- **Stored items**
*****

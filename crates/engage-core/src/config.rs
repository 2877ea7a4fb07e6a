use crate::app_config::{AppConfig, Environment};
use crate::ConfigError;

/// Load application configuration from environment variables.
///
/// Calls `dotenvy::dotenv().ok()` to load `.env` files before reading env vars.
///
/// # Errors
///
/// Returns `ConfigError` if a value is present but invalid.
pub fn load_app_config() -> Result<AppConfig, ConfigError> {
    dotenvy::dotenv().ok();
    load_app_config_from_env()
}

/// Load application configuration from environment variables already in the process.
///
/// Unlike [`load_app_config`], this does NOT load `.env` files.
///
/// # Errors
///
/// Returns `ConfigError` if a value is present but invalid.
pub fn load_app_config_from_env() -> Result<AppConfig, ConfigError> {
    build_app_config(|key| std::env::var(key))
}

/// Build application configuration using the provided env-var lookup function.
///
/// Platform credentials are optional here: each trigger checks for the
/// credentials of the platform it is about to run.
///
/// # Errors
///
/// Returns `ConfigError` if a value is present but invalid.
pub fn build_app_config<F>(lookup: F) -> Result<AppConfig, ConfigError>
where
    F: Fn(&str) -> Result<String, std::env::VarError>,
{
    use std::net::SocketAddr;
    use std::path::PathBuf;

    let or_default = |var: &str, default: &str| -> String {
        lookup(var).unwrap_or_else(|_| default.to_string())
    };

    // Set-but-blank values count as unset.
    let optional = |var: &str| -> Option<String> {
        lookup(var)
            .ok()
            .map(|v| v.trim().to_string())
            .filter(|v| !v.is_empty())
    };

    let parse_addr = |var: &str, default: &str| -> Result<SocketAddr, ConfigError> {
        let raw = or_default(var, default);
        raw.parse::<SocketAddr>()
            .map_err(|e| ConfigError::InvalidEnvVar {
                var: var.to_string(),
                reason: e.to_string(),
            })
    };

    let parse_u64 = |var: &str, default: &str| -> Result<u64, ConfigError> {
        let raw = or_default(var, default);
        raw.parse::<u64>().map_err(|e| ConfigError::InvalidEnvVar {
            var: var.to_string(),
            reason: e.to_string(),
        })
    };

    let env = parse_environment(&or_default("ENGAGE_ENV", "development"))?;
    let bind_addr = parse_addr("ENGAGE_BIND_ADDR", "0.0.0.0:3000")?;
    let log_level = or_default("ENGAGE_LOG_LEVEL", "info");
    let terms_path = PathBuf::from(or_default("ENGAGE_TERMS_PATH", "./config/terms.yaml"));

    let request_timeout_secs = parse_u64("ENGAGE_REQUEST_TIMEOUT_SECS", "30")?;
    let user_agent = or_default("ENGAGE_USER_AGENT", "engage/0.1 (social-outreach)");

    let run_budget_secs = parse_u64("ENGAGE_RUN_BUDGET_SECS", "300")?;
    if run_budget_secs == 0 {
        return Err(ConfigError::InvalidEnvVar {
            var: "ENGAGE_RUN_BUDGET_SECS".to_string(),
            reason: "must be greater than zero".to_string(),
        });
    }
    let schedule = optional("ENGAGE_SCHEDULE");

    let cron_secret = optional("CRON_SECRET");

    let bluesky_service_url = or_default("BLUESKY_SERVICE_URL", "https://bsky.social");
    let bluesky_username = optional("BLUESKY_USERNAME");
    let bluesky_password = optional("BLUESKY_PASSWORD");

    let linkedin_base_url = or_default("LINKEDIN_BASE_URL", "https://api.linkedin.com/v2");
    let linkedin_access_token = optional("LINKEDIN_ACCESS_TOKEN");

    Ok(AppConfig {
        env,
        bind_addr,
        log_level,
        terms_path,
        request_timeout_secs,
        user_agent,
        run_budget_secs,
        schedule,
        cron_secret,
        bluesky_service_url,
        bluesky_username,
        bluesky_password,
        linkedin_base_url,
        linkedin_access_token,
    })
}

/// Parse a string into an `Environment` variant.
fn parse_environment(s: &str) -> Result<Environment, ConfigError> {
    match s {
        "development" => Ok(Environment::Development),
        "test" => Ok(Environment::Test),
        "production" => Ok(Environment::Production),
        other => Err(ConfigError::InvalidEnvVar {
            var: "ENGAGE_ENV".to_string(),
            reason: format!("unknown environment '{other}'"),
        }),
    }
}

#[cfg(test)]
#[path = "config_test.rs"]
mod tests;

*****

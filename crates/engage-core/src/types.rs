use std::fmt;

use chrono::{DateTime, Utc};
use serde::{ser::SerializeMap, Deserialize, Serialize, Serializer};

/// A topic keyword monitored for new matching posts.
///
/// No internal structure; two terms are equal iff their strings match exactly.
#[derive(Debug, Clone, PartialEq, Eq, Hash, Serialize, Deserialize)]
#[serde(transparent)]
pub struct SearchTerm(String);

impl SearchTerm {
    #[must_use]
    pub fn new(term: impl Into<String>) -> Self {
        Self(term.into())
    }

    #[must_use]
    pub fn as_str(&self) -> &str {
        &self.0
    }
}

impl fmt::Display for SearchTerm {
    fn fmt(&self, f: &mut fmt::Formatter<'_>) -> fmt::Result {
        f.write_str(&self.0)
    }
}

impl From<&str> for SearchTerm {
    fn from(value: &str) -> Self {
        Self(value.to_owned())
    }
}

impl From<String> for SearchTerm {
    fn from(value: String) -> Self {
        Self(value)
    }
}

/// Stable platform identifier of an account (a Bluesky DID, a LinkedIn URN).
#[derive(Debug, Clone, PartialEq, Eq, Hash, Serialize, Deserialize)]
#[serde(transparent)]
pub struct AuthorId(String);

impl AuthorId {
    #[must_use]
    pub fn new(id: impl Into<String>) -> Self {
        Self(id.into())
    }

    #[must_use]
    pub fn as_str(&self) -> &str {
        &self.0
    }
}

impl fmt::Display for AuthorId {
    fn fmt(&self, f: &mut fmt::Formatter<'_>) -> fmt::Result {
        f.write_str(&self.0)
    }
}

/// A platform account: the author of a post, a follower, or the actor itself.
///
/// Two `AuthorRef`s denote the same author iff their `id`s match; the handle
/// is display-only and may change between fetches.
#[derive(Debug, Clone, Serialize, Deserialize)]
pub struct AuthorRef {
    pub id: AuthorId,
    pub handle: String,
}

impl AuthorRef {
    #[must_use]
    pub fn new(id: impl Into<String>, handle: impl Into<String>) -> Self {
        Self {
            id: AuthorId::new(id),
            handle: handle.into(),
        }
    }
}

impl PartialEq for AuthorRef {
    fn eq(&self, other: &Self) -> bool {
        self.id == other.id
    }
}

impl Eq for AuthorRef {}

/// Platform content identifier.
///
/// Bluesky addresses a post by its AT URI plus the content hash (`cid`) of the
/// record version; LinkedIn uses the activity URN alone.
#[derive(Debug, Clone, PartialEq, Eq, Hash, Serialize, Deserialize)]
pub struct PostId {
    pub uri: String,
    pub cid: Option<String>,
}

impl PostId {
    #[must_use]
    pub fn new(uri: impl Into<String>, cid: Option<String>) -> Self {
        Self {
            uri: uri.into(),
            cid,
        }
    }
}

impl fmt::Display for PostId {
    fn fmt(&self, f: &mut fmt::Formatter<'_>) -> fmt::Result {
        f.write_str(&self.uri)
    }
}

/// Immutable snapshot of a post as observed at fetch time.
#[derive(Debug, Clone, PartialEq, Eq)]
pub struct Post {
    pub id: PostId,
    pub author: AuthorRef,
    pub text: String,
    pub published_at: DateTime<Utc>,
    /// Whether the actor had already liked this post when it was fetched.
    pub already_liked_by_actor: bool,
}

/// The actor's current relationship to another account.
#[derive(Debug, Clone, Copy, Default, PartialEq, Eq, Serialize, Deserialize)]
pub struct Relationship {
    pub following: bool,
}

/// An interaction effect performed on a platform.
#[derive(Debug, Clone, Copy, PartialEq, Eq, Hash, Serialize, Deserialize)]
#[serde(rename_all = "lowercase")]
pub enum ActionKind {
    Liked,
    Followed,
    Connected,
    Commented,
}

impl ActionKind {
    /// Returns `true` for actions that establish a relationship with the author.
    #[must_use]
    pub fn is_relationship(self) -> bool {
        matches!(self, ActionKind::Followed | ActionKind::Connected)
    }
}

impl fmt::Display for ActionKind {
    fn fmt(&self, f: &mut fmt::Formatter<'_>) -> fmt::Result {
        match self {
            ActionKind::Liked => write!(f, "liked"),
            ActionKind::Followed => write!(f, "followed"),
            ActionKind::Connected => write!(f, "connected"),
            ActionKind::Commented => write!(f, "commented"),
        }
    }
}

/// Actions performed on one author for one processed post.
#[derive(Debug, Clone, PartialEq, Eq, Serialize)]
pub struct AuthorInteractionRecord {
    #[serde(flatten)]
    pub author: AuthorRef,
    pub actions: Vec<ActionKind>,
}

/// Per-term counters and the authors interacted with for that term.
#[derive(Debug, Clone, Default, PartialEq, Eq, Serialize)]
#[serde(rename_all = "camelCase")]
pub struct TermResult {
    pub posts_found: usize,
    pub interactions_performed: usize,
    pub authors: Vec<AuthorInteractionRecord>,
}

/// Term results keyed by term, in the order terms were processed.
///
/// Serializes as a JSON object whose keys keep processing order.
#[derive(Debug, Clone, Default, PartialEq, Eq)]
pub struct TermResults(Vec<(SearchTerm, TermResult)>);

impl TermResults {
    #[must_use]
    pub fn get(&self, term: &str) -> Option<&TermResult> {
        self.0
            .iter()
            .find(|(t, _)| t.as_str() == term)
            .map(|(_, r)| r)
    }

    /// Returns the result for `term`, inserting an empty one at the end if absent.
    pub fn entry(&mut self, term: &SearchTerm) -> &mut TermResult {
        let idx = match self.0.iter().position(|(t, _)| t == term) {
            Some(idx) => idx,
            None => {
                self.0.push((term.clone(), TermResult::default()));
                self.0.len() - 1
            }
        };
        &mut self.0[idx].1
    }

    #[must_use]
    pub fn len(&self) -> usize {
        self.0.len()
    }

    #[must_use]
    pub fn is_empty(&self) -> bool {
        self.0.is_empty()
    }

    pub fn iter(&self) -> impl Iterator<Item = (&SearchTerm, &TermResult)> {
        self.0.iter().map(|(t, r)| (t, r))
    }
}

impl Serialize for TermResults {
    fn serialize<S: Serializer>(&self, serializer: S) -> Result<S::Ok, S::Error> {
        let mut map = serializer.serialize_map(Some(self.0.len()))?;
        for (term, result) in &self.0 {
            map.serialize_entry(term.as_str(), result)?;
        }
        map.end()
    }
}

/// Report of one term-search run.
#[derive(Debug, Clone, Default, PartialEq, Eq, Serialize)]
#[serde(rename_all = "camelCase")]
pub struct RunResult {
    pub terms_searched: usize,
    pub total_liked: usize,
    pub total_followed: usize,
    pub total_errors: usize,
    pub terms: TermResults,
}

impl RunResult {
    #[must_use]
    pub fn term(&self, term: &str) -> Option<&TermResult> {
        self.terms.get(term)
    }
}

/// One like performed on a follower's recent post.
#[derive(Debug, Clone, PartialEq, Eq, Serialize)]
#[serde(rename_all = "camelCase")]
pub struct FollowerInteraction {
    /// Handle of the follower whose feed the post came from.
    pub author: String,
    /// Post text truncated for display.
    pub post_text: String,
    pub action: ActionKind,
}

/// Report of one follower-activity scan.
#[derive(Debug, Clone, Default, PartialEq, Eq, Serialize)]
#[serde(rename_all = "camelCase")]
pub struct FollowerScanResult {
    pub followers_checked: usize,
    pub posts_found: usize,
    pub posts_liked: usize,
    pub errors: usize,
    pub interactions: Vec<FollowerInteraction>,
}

*****

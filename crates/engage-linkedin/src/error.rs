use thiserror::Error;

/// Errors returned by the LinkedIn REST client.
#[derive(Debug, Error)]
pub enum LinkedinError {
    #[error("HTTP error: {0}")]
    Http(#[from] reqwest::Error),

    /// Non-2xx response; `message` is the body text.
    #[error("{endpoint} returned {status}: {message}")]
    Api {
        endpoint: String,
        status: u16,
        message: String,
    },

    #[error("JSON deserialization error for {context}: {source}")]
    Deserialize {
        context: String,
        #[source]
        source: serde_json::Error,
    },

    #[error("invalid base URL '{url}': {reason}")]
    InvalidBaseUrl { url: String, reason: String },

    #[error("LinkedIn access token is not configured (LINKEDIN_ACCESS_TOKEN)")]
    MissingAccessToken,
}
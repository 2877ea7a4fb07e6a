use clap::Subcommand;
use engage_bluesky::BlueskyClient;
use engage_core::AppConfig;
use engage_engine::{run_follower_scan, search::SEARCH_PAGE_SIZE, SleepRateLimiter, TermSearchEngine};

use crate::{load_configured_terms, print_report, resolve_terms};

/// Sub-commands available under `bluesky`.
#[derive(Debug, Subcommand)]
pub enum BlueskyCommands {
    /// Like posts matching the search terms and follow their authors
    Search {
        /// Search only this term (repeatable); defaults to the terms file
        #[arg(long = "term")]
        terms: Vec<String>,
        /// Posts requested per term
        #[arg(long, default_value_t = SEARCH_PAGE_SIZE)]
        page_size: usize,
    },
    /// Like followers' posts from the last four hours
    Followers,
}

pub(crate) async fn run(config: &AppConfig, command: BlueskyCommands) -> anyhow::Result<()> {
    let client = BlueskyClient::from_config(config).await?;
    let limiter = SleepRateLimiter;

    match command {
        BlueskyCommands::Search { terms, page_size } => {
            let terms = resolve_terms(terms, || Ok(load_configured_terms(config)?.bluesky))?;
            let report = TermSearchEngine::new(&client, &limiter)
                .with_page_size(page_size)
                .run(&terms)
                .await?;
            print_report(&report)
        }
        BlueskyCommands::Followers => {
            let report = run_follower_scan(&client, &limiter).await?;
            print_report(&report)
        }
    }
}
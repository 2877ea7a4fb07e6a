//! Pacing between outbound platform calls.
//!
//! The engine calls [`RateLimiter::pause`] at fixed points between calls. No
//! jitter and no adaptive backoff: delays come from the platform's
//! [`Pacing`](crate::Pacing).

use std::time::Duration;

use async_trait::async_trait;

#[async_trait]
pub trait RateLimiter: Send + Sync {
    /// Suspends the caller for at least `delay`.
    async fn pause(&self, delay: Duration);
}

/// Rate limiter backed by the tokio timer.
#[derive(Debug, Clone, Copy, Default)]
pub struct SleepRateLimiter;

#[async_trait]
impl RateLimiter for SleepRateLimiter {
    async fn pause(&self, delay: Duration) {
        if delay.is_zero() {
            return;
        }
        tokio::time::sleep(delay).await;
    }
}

*****

- **Exercise objective**
Both end lines included, restate word for word the lines above from the line with "about to run." to the line with "use std::path::PathBuf;", and nothing else.

- **Written answer**
/// credentials of the platform it is about to run.
///
/// # Errors
///
/// Returns `ConfigError` if a value is present but invalid.
pub fn build_app_config<F>(lookup: F) -> Result<AppConfig, ConfigError>
where
    F: Fn(&str) -> Result<String, std::env::VarError>,
{
    use std::net::SocketAddr;
    use std::path::PathBuf;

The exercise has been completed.